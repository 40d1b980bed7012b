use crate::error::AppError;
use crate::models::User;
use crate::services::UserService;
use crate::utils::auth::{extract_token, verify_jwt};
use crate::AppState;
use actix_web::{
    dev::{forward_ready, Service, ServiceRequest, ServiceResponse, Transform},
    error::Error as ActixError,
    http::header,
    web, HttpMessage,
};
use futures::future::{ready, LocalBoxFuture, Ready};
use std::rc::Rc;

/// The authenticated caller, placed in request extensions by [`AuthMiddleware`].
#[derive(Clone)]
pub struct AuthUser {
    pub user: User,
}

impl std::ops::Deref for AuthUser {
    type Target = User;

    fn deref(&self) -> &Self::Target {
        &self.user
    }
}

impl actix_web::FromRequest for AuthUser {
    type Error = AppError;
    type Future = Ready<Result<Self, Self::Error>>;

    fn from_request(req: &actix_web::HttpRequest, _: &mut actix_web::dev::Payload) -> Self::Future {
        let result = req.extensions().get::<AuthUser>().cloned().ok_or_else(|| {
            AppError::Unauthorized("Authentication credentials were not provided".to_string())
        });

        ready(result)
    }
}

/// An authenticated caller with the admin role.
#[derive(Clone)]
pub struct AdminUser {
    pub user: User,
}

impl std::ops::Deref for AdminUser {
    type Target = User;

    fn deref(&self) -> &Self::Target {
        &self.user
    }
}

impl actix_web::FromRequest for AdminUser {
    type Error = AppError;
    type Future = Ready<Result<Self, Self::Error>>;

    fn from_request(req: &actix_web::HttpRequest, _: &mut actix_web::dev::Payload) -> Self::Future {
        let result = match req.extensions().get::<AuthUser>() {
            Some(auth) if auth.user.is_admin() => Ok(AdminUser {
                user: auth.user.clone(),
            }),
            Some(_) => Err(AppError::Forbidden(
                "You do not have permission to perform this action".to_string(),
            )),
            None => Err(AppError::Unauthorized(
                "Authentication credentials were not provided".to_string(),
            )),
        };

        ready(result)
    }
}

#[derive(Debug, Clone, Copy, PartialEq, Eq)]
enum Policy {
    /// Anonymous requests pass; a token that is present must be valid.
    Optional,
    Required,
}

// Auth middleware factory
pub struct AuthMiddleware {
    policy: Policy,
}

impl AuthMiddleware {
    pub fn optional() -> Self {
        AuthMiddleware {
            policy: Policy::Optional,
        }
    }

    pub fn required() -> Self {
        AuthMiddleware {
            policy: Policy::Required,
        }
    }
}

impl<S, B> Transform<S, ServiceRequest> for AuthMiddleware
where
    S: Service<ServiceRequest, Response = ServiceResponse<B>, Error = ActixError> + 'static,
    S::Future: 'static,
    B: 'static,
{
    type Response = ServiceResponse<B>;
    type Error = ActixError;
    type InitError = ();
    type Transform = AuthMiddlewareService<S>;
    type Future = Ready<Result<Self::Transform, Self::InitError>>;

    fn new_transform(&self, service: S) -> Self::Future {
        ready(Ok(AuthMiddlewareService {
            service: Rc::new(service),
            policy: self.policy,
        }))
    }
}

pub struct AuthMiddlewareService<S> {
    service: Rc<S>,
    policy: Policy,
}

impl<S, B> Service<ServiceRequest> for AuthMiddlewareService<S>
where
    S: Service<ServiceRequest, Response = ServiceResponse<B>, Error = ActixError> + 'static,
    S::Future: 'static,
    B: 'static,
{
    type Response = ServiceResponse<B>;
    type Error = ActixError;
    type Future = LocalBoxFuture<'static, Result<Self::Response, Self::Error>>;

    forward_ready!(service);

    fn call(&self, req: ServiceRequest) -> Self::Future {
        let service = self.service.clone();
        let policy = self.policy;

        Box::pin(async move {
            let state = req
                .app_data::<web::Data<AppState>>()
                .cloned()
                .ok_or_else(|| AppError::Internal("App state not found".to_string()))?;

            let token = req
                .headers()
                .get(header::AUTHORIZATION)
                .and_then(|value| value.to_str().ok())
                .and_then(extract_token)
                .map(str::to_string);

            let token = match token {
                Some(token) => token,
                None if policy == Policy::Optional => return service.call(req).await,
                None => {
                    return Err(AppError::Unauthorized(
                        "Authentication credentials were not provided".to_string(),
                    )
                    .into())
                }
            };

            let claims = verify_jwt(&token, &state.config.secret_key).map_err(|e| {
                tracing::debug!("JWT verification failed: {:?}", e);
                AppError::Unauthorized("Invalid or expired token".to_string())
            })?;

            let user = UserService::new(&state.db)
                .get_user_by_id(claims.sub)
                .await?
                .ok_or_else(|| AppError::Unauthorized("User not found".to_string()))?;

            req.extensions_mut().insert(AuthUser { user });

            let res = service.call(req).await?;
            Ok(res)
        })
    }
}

The problem:
Reproduce, exactly, all the lines shown above.

Solution to this exercise:
repository 40d1b980bed7012b
use crate::error::AppError;
use crate::models::User;
use crate::services::UserService;
use crate::utils::auth::{extract_token, verify_jwt};
use crate::AppState;
use actix_web::{
    dev::{forward_ready, Service, ServiceRequest, ServiceResponse, Transform},
    error::Error as ActixError,
    http::header,
    web, HttpMessage,
};
use futures::future::{ready, LocalBoxFuture, Ready};
use std::rc::Rc;

/// The authenticated caller, placed in request extensions by [`AuthMiddleware`].
#[derive(Clone)]
pub struct AuthUser {
    pub user: User,
}

impl std::ops::Deref for AuthUser {
    type Target = User;

    fn deref(&self) -> &Self::Target {
        &self.user
    }
}

impl actix_web::FromRequest for AuthUser {
    type Error = AppError;
    type Future = Ready<Result<Self, Self::Error>>;

    fn from_request(req: &actix_web::HttpRequest, _: &mut actix_web::dev::Payload) -> Self::Future {
        let result = req.extensions().get::<AuthUser>().cloned().ok_or_else(|| {
            AppError::Unauthorized("Authentication credentials were not provided".to_string())
        });

        ready(result)
    }
}

/// An authenticated caller with the admin role.
#[derive(Clone)]
pub struct AdminUser {
    pub user: User,
}

impl std::ops::Deref for AdminUser {
    type Target = User;

    fn deref(&self) -> &Self::Target {
        &self.user
    }
}

impl actix_web::FromRequest for AdminUser {
    type Error = AppError;
    type Future = Ready<Result<Self, Self::Error>>;

    fn from_request(req: &actix_web::HttpRequest, _: &mut actix_web::dev::Payload) -> Self::Future {
        let result = match req.extensions().get::<AuthUser>() {
            Some(auth) if auth.user.is_admin() => Ok(AdminUser {
                user: auth.user.clone(),
            }),
            Some(_) => Err(AppError::Forbidden(
                "You do not have permission to perform this action".to_string(),
            )),
            None => Err(AppError::Unauthorized(
                "Authentication credentials were not provided".to_string(),
            )),
        };

        ready(result)
    }
}

#[derive(Debug, Clone, Copy, PartialEq, Eq)]
enum Policy {
    /// Anonymous requests pass; a token that is present must be valid.
    Optional,
    Required,
}

// Auth middleware factory
pub struct AuthMiddleware {
    policy: Policy,
}

impl AuthMiddleware {
    pub fn optional() -> Self {
        AuthMiddleware {
            policy: Policy::Optional,
        }
    }

    pub fn required() -> Self {
        AuthMiddleware {
            policy: Policy::Required,
        }
    }
}

impl<S, B> Transform<S, ServiceRequest> for AuthMiddleware
where
    S: Service<ServiceRequest, Response = ServiceResponse<B>, Error = ActixError> + 'static,
    S::Future: 'static,
    B: 'static,
{
    type Response = ServiceResponse<B>;
    type Error = ActixError;
    type InitError = ();
    type Transform = AuthMiddlewareService<S>;
    type Future = Ready<Result<Self::Transform, Self::InitError>>;

    fn new_transform(&self, service: S) -> Self::Future {
        ready(Ok(AuthMiddlewareService {
            service: Rc::new(service),
            policy: self.policy,
        }))
    }
}

pub struct AuthMiddlewareService<S> {
    service: Rc<S>,
    policy: Policy,
}

impl<S, B> Service<ServiceRequest> for AuthMiddlewareService<S>
where
    S: Service<ServiceRequest, Response = ServiceResponse<B>, Error = ActixError> + 'static,
    S::Future: 'static,
    B: 'static,
{
    type Response = ServiceResponse<B>;
    type Error = ActixError;
    type Future = LocalBoxFuture<'static, Result<Self::Response, Self::Error>>;

    forward_ready!(service);

    fn call(&self, req: ServiceRequest) -> Self::Future {
        let service = self.service.clone();
        let policy = self.policy;

        Box::pin(async move {
            let state = req
                .app_data::<web::Data<AppState>>()
                .cloned()
                .ok_or_else(|| AppError::Internal("App state not found".to_string()))?;

            let token = req
                .headers()
                .get(header::AUTHORIZATION)
                .and_then(|value| value.to_str().ok())
                .and_then(extract_token)
                .map(str::to_string);

            let token = match token {
                Some(token) => token,
                None if policy == Policy::Optional => return service.call(req).await,
                None => {
                    return Err(AppError::Unauthorized(
                        "Authentication credentials were not provided".to_string(),
                    )
                    .into())
                }
            };

            let claims = verify_jwt(&token, &state.config.secret_key).map_err(|e| {
                tracing::debug!("JWT verification failed: {:?}", e);
                AppError::Unauthorized("Invalid or expired token".to_string())
            })?;

            let user = UserService::new(&state.db)
                .get_user_by_id(claims.sub)
                .await?
                .ok_or_else(|| AppError::Unauthorized("User not found".to_string()))?;

            req.extensions_mut().insert(AuthUser { user });

            let res = service.call(req).await?;
            Ok(res)
        })
    }
}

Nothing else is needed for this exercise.